Theological Influence On Translation -- By: Marten H. Woudstra

Journal: Journal of the Evangelical Theological Society
Volume: JETS 10:2 (Spring 1967)
Article: Theological Influence On Translation
Author: Marten H. Woudstra


Theological Influence On Translation

Martin H. Woudstra, Th.D.*

1. Definition of terms

When Henry J. Cadbury was asked whether the transition from the quiet of the scholar’s study to the chairmanship of the American Friends Service Committee was not rather abrupt he is said to have replied: “I am still trying to translate the New Testament.”1 In Cadbury’s reply the term “translation” is used in what may well be called its widest possible meaning. It stands for putting into action the truths of the gospel.

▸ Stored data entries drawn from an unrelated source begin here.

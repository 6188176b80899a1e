use clap::ArgMatches;
use colored::Colorize;
use figtree_core::run::{RunOptions, execute_run};
use std::path::PathBuf;
use tracing::debug;
use tracing_subscriber;
use url::Url;

/// Expand `~` in a user-supplied path.
pub fn resolve_path(raw: &str) -> PathBuf {
    PathBuf::from(shellexpand::tilde(raw).as_ref())
}

/// Tokens are secrets; show just enough to confirm which one was used.
pub fn mask_token(token: &str) -> String {
    const VISIBLE: usize = 4;
    let count = token.chars().count();
    if count <= VISIBLE {
        return "*".repeat(count);
    }
    let visible: String = token.chars().take(VISIBLE).collect();
    format!("{}{}", visible, "*".repeat(count - VISIBLE))
}

pub async fn handle_fetch(matches: &ArgMatches) {
    // Initialize tracing for logging
    tracing_subscriber::fmt::init();

    let file_key = matches.get_one::<String>("FILE_KEY").unwrap();
    let token = matches.get_one::<String>("DEV_TOKEN").cloned();
    let output_path = resolve_path(matches.get_one::<String>("output").unwrap());
    let cache_dir = resolve_path(matches.get_one::<String>("cache-dir").unwrap());
    let api_base = matches.get_one::<Url>("api-base").cloned();
    let dump_raw = matches.get_flag("dump");
    let quiet = matches.get_flag("quiet");

    debug!("Parsed arguments for file {}", file_key);

    if !quiet {
        println!("🌳 Fetching file {}", file_key.bright_white());
        match token {
            Some(ref token) => println!("Token: {}", mask_token(token)),
            None => println!("Token: none (public files only)"),
        }
        println!("Snapshot: {}", cache_dir.display());
        println!("Stub: {}\n", output_path.display());
    }

    let options = RunOptions {
        file_key: file_key.clone(),
        token,
        api_base,
        cache_dir,
        output_path,
        dump_raw,
        show_spinner: !quiet,
    };

    match execute_run(&options).await {
        Ok(summary) => {
            println!("{} Fetch complete!\n", "✓".green().bold());
            if let Some(ref name) = summary.file_name {
                println!("  File:       {}", name.bright_white());
            }
            println!(
                "  Response:   {} in {:?}",
                summary.status_code.to_string().green(),
                summary.response_time
            );
            println!(
                "  Nodes:      {}",
                summary.nodes_visited.to_string().cyan()
            );
            println!(
                "  Components: {}",
                summary.components_found.to_string().cyan()
            );
            println!(
                "  Snapshot:   {}",
                summary.snapshot_path.display().to_string().bright_white()
            );
            println!(
                "  Stub:       {}",
                summary.stub_path.display().to_string().bright_white()
            );
            println!();
        }
        Err(e) => {
            eprintln!("{} Fetch failed: {}", "✗".red().bold(), e);
            std::process::exit(1);
        }
    }
}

While in the context of the present discussion the word is obviously used in a much more restricted sense the wider sense of the term “translation” should be constantly kept in mind. Both senses, the restricted and the comprehensive sense, have to do with the perplexing question of meaning. Both require a total understanding of the Bible’s message and a corresponding desire to communicate that message to future generations. It is in this wider sense of the term that the Bultmannians seek to bring the “kerygma” in step with the present. Also in the past history of the church there have been these comprehensive “translations” of the Bible, especially of the Old Testament. What rabbinic casuistry, Qumranian eschatology and the allegory of Philo did with the Old Testament is a form of translation in the comprehensive sense. Some would even include here the early Christian understanding of the Old Testament.2 But the term “early Christian” in this connection is of dubious clarity. It tends to blur the line between the canonical understanding of the Old Testament as contained in the New Testament and the post-canonical interpretations of the apostolic fathers and subsequently.

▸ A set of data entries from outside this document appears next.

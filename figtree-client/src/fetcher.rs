use crate::error::{FetchError, Result};
use crate::result::FetchResult;
use reqwest::Client;
use std::time::Instant;
use tracing::{debug, info};
use url::Url;

pub const DEFAULT_API_BASE: &str = "https://api.figma.com/";

const TOKEN_HEADER: &str = "X-Figma-Token";

pub struct Fetcher {
    client: Client,
    api_base: Url,
    token: Option<String>,
}

impl Fetcher {
    pub fn new() -> Self {
        // No request timeout: the file endpoint is a single GET and the
        // process has nothing else to do while it is in flight.
        let client = Client::builder()
            .user_agent("Figtree/0.1 (https://github.com/trapdoorsec/figtree)")
            .build()
            .expect("Failed to create HTTP client");

        Self {
            client,
            api_base: Url::parse(DEFAULT_API_BASE).expect("default API base is a valid URL"),
            token: None,
        }
    }

    pub fn with_api_base(mut self, base: Url) -> Self {
        self.api_base = base;
        self
    }

    pub fn with_token(mut self, token: String) -> Self {
        self.token = Some(token);
        self
    }

    /// Fetch a file's full node tree. One GET, no retry; any transport
    /// failure, error status, or non-JSON body is fatal to the caller.
    pub async fn fetch_file(&self, file_key: &str) -> Result<FetchResult> {
        let endpoint = self
            .api_base
            .join(&format!("v1/files/{}", file_key))
            .map_err(|e| FetchError::InvalidUrl(format!("{}: {}", file_key, e)))?;

        debug!("Fetching {}", endpoint);

        let mut request = self.client.get(endpoint);
        if let Some(ref token) = self.token {
            request = request.header(TOKEN_HEADER, token.as_str());
        }

        let start = Instant::now();
        let response = request.send().await?;
        let response_time = start.elapsed();

        let status = response.status();
        let content_length = response.content_length();
        let body = response.text().await?;

        if !status.is_success() {
            return Err(FetchError::Api {
                status: status.as_u16(),
                body: truncate_body(&body),
            });
        }

        let data = serde_json::from_str(&body)?;

        info!(
            "Fetched {} ({} bytes in {:?})",
            file_key,
            body.len(),
            response_time
        );

        Ok(FetchResult {
            file_key: file_key.to_string(),
            status_code: status.as_u16(),
            content_length,
            response_time,
            data,
        })
    }
}

impl Default for Fetcher {
    fn default() -> Self {
        Self::new()
    }
}

/// Error payloads can be arbitrarily large; keep enough to identify the failure.
fn truncate_body(body: &str) -> String {
    const MAX_LEN: usize = 200;
    let trimmed = body.trim();
    if trimmed.len() <= MAX_LEN {
        return trimmed.to_string();
    }
    let mut end = MAX_LEN;
    while !trimmed.is_char_boundary(end) {
        end -= 1;
    }
    format!("{}...", &trimmed[..end])
}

However, this stricture does not affect the main point. The main point is that translation involves interpretation and this in turn means that the translator, whether he conceives of his task narrowly or broadly, is bound to confront all the knotty problems which the field of interpretation ordinarily presents. As Kenneth Hamilton, the critic of the death of God theology, has remarked: “The claim to be able to translate is the claim to be able to go behind the words to the meaning of the words; and the claim to have discovered a radically new translation is the claim to have discovered a meaning obscured by previous translations. Any such claim has far-reaching dogmatic implications.”3

It would seem therefore that translation is bound to be influenced by theology in one form or another. For translation is a speci...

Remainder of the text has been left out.